Il bambino lo fulminò con lo sguardo – Non so leggere e non so qual è il bottone del mio citofono.

– Fatti tuoi, moccioso – rispose l’uomo – Noi siamo qui per lavorare, non per fare da balie a te.

Ignorando le occhiate furiose del piccolo, i due tornarono alle loro occupazioni: l’uomo-armadio tornò a sedersi alla guida dell’auto lussuosa e l’altro si mise al telefono; beh, sarebbe entrato comunque, si disse il bimbo, alla facciaccia loro! Girò intorno all’alta ringhiera coperta di siepe del palazzo, ma non c’erano entrate secondarie e gli vennero le lacrime agli occhi per la rabbia e il dispiacere: non solo non era andato a scuola, ma non riusciva nemmeno nel suo scopo e avrebbe fatto dispiacere la mamma per niente!

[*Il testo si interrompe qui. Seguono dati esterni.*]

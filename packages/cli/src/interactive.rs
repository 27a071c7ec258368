//! Menu-driven field terminal.
//!
//! Each view gets its own `dialoguer` menu: the field menu places and edits
//! points, the config menu edits the report header and legend, and the print
//! menu previews the composed report and runs the exports.

use std::path::PathBuf;

use dialoguer::{Confirm, Input, Select};
use survey_map_map::MapSurface as _;
use survey_map_map::overlays::point_tag;
use survey_map_report::{field_readout, scale_text};
use survey_map_state::Action;
use survey_map_survey_models::{DrawingMode, SCALE_PRESETS, ViewMode};

use crate::app::App;
use crate::config::Config;
use crate::onboarding;
use crate::session::Session;

/// Actions available in the field view.
enum FieldAction {
    PlacePoint,
    SetMode,
    InspectPoint,
    Undo,
    Reset,
    ToggleLayer,
    Theme,
    Symbol,
    ToggleHud,
    Configure,
    ExportKmz,
    SaveSession,
    Quit,
}

impl FieldAction {
    const ALL: &[Self] = &[
        Self::PlacePoint,
        Self::SetMode,
        Self::InspectPoint,
        Self::Undo,
        Self::Reset,
        Self::ToggleLayer,
        Self::Theme,
        Self::Symbol,
        Self::ToggleHud,
        Self::Configure,
        Self::ExportKmz,
        Self::SaveSession,
        Self::Quit,
    ];

    #[must_use]
    const fn label(&self) -> &'static str {
        match self {
            Self::PlacePoint => "Place point",
            Self::SetMode => "Drawing mode",
            Self::InspectPoint => "Inspect point",
            Self::Undo => "Undo last point",
            Self::Reset => "Reset survey",
            Self::ToggleLayer => "Toggle street / satellite",
            Self::Theme => "Boundary theme",
            Self::Symbol => "Point symbol",
            Self::ToggleHud => "Show / hide toolbar",
            Self::Configure => "Configure report",
            Self::ExportKmz => "Export KMZ",
            Self::SaveSession => "Save session",
            Self::Quit => "Quit",
        }
    }
}

/// Actions available in the config view.
enum ConfigAction {
    Title,
    Subtitle,
    Surveyor,
    Scale,
    LegendLabel,
    Generate,
    Back,
}

impl ConfigAction {
    const ALL: &[Self] = &[
        Self::Title,
        Self::Subtitle,
        Self::Surveyor,
        Self::Scale,
        Self::LegendLabel,
        Self::Generate,
        Self::Back,
    ];

    #[must_use]
    const fn label(&self) -> &'static str {
        match self {
            Self::Title => "Report title",
            Self::Subtitle => "Subtitle",
            Self::Surveyor => "Surveyor",
            Self::Scale => "Print scale",
            Self::LegendLabel => "Legend label for a point",
            Self::Generate => "Generate report",
            Self::Back => "Back to field",
        }
    }
}

/// Actions available in the print view.
enum PrintAction {
    ExportImage,
    Print,
    ExportKmz,
    Edit,
    Field,
}

impl PrintAction {
    const ALL: &[Self] = &[
        Self::ExportImage,
        Self::Print,
        Self::ExportKmz,
        Self::Edit,
        Self::Field,
    ];

    #[must_use]
    const fn label(&self) -> &'static str {
        match self {
            Self::ExportImage => "Export PNG",
            Self::Print => "Print (HTML)",
            Self::ExportKmz => "Export KMZ",
            Self::Edit => "Edit report",
            Self::Field => "Back to field",
        }
    }
}

fn select<T>(prompt: &str, items: &[T], label: impl Fn(&T) -> String) -> std::io::Result<usize> {
    let labels: Vec<String> = items.iter().map(label).collect();
    Select::new()
        .with_prompt(prompt)
        .items(&labels)
        .default(0)
        .interact()
        .map_err(std::io::Error::other)
}

/// Runs the field terminal until the user quits.
///
/// # Errors
///
/// Returns an error if a prompt fails or a map surface cannot be created.
#[allow(clippy::future_not_send)]
pub async fn run(app: &mut App, config: &Config) -> Result<(), Box<dyn std::error::Error>> {
    walkthrough(app, config)?;

    loop {
        let keep_going = match app.state().view {
            ViewMode::Field => field_menu(app).await?,
            ViewMode::Config => {
                config_menu(app)?;
                true
            }
            ViewMode::Print => {
                print_menu(app).await?;
                true
            }
        };
        if !keep_going {
            return Ok(());
        }
    }
}

fn walkthrough(app: &mut App, config: &Config) -> Result<(), Box<dyn std::error::Error>> {
    if onboarding::guide_seen(&config.data_dir) {
        return Ok(());
    }
    app.dispatch(Action::ShowWalkthrough)?;

    println!("Field Survey Terminal");
    for (i, step) in onboarding::WALKTHROUGH_STEPS.iter().enumerate() {
        println!("  {}. {step}", i + 1);
    }
    Confirm::new()
        .with_prompt("Start")
        .default(true)
        .show_default(false)
        .interact()?;

    app.dispatch(Action::DismissWalkthrough)?;
    if let Err(e) = onboarding::mark_guide_seen(&config.data_dir) {
        log::warn!("Could not record walkthrough as seen: {e}");
    }
    Ok(())
}

fn print_status(app: &App) {
    let state = app.state();
    println!();
    println!(
        "[{}] {} | {} | theme {} | symbol {} | {} point(s)",
        state.view,
        state.mode,
        state.layer,
        state.theme.label,
        state.symbol.label,
        state.points.len()
    );
    let readout = (!state.hud_minimized)
        .then(|| field_readout(&state.points, state.mode, &state.derivation().stats))
        .flatten();
    if let Some(readout) = readout {
        println!("  {readout}");
    }
    if let Some(field) = app.surfaces().field() {
        log::debug!("field surface shows {} overlays", field.overlays().len());
    }
}

#[allow(clippy::too_many_lines, clippy::future_not_send)]
async fn field_menu(app: &mut App) -> Result<bool, Box<dyn std::error::Error>> {
    print_status(app);

    let idx = select("Field", FieldAction::ALL, |a| a.label().to_string())?;
    match FieldAction::ALL[idx] {
        FieldAction::PlacePoint => {
            let lat: f64 = Input::new()
                .with_prompt("Latitude")
                .validate_with(|value: &f64| check_degrees(*value, 90.0))
                .interact_text()?;
            let lng: f64 = Input::new()
                .with_prompt("Longitude")
                .validate_with(|value: &f64| check_degrees(*value, 180.0))
                .interact_text()?;
            app.dispatch(Action::click(lat, lng))?;
        }
        FieldAction::SetMode => {
            let modes = DrawingMode::all();
            let idx = select("Mode", modes, ToString::to_string)?;
            app.dispatch(Action::SetMode { mode: modes[idx] })?;
        }
        FieldAction::InspectPoint => {
            let points = app.state().points.clone();
            if points.is_empty() {
                println!("No points placed yet.");
                return Ok(true);
            }
            let indices: Vec<usize> = (0..points.len()).collect();
            let index = select("Point", &indices, |&i| {
                format!("{} {:.6}, {:.6}", point_tag(i), points[i].lat, points[i].lng)
            })?;
            app.dispatch(Action::SelectPoint { index })?;
            if let Some(selection) = &app.state().selection {
                let point = &selection.point;
                println!("  P{}", selection.id());
                println!("  Latitude   {:.6}", point.lat);
                println!("  Longitude  {:.6}", point.lng);
                println!(
                    "  Symbol     {} ({})",
                    point.label.as_deref().unwrap_or("-"),
                    point.symbol_or_default()
                );
            }
            Confirm::new()
                .with_prompt("Close")
                .default(true)
                .show_default(false)
                .interact()?;
            app.dispatch(Action::DismissSelection)?;
        }
        FieldAction::Undo => {
            app.dispatch(Action::Undo)?;
        }
        FieldAction::Reset => {
            app.dispatch(Action::RequestReset)?;
            let confirmed = Confirm::new()
                .with_prompt(format!(
                    "Clear all {} point(s)?",
                    app.state().points.len()
                ))
                .default(false)
                .interact()?;
            app.dispatch(if confirmed {
                Action::ConfirmReset
            } else {
                Action::CancelReset
            })?;
        }
        FieldAction::ToggleLayer => {
            app.dispatch(Action::ToggleLayer)?;
        }
        FieldAction::Theme => {
            let themes = survey_map_catalog::all_themes();
            let idx = select("Theme", &themes, |t| format!("{} {}", t.label, t.color))?;
            app.dispatch(Action::SetTheme {
                theme: themes[idx].clone(),
            })?;
        }
        FieldAction::Symbol => {
            let symbols = survey_map_catalog::all_symbols();
            let idx = select("Symbol", &symbols, |s| format!("{} ({})", s.label, s.category))?;
            app.dispatch(Action::SetSymbol {
                symbol: symbols[idx].clone(),
            })?;
        }
        FieldAction::ToggleHud => {
            let minimized = !app.state().hud_minimized;
            app.dispatch(Action::SetHudMinimized { minimized })?;
        }
        FieldAction::Configure => {
            app.dispatch(Action::SetView {
                view: ViewMode::Config,
            })?;
            if app.state().view == ViewMode::Field {
                println!("Place at least one point before configuring the report.");
            }
        }
        FieldAction::ExportKmz => {
            if app.state().points.is_empty() {
                println!("Nothing to export yet.");
            } else {
                app.export_kmz().await;
            }
        }
        FieldAction::SaveSession => {
            let path: String = Input::new()
                .with_prompt("Session file")
                .default("session.toml".to_string())
                .interact_text()?;
            Session::from_history(app.history()).save(&PathBuf::from(path))?;
        }
        FieldAction::Quit => return Ok(false),
    }
    Ok(true)
}

/// Accepts finite values within `±limit` degrees.
fn check_degrees(value: f64, limit: f64) -> Result<(), String> {
    if !value.is_finite() {
        return Err("Enter a number of degrees".to_string());
    }
    if value.abs() > limit {
        return Err(format!("Must be between -{limit} and {limit}"));
    }
    Ok(())
}

fn edit_text(prompt: &str, current: &str) -> Result<String, dialoguer::Error> {
    Input::new()
        .with_prompt(prompt)
        .with_initial_text(current)
        .allow_empty(true)
        .interact_text()
}

fn config_menu(app: &mut App) -> Result<(), Box<dyn std::error::Error>> {
    let metadata = app.state().metadata.clone();
    println!();
    println!("{} / {}", metadata.title, metadata.subtitle);
    println!(
        "Surveyor {} | Scale {} | {}",
        metadata.surveyor,
        scale_text(metadata.scale),
        metadata.date
    );

    let idx = select("Report", ConfigAction::ALL, |a| a.label().to_string())?;
    match ConfigAction::ALL[idx] {
        ConfigAction::Title => {
            let title = edit_text("Title", &metadata.title)?;
            app.dispatch(Action::SetTitle { title })?;
        }
        ConfigAction::Subtitle => {
            let subtitle = edit_text("Subtitle", &metadata.subtitle)?;
            app.dispatch(Action::SetSubtitle { subtitle })?;
        }
        ConfigAction::Surveyor => {
            let surveyor = edit_text("Surveyor", &metadata.surveyor)?;
            app.dispatch(Action::SetSurveyor { surveyor })?;
        }
        ConfigAction::Scale => {
            let idx = select("Scale", SCALE_PRESETS, |&s| scale_text(s))?;
            app.dispatch(Action::SetScale {
                scale: SCALE_PRESETS[idx],
            })?;
        }
        ConfigAction::LegendLabel => {
            let points = app.state().points.clone();
            let indices: Vec<usize> = (0..points.len()).collect();
            let idx = select("Point", &indices, |&i| {
                format!(
                    "{} {}",
                    point_tag(i),
                    metadata.effective_label(i, &points[i])
                )
            })?;
            let current = metadata.override_for(idx).unwrap_or_default();
            let label = edit_text("Legend label (empty to clear)", current)?;
            app.dispatch(Action::SetLegendOverride {
                index: idx + 1,
                label,
            })?;
        }
        ConfigAction::Generate => {
            app.dispatch(Action::SetView {
                view: ViewMode::Print,
            })?;
        }
        ConfigAction::Back => {
            app.dispatch(Action::SetView {
                view: ViewMode::Field,
            })?;
        }
    }
    Ok(())
}

fn print_preview(app: &App) {
    let Some(layout) = app.layout() else {
        return;
    };
    println!();
    println!("{}", layout.metadata.title);
    println!("{}", layout.metadata.subtitle);
    println!(
        "SCALE {} | INSET {} | {}",
        layout.scale_text, layout.inset_scale_text, layout.metadata.date
    );
    println!("Legend:");
    for entry in &layout.legend {
        println!("  {}", entry.label());
    }
    for row in &layout.coordinates {
        println!("  {row}");
    }
    println!(
        "Grid N {} | S {} | W {} | E {}",
        layout.grid.top.join(" "),
        layout.grid.bottom.join(" "),
        layout.grid.left.join(" "),
        layout.grid.right.join(" ")
    );
}

#[allow(clippy::future_not_send)]
async fn print_menu(app: &mut App) -> Result<(), Box<dyn std::error::Error>> {
    print_preview(app);

    let idx = select("Print", PrintAction::ALL, |a| a.label().to_string())?;
    match PrintAction::ALL[idx] {
        PrintAction::ExportImage => {
            app.export_image().await;
        }
        PrintAction::Print => {
            app.export_html().await;
        }
        PrintAction::ExportKmz => {
            app.export_kmz().await;
        }
        PrintAction::Edit => {
            app.dispatch(Action::SetView {
                view: ViewMode::Config,
            })?;
        }
        PrintAction::Field => {
            app.dispatch(Action::SetView {
                view: ViewMode::Field,
            })?;
        }
    }
    Ok(())
}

Proprio mentre stava lì con gli occhioni gonfi, pronti per sprizzare lacrime, una donna un po’ anziana, con un severo abito nero tutto abbottonato, gli si avvicinò – Ti sei perso, bambino?

– No – disse lui, tirando sul col naso – Abito lì, ma il cancello è chiuso e io non so leggere il nome della mamma sul citofono e non posso entrare.

– E perché sei in giro da solo? – chiese la donna, sospettosa.

– Avevo la febbre e la maestra mi ha rimandato a casa – pigolò lui.

– Che insegnante sciagurata! – esclamò lei – Avrebbe dovuto chiamare casa tua e farti venire a prendere!

– Mamma è al lavoro e papà è a casa con la febbre – rispose il bambino, accorgendosi che inventare bugie in quel modo non solo era facile, ma anche divertente! – Mi apre il cancello, per favore? – tirò su col naso – Ho freddissimo…

– Ma certo, povero caro – disse la donna, accompagnandolo al cancello. Il vestito del bambino era di buona fattura, di un bel blu, costoso, perciò non dubitò del fatto che fosse figlio di una delle agiatissime famiglie del palazzo dove lavorava; aprì il cancello e guidò personalmente il bimbo nell’atrio: era ancora un pochino sospettosa, perché lì abitavano anche politici e gente famosa che mai avrebbe lasciato girare il proprio figlio da sola – Dimmi a che piano abiti, ti accompagnerò io.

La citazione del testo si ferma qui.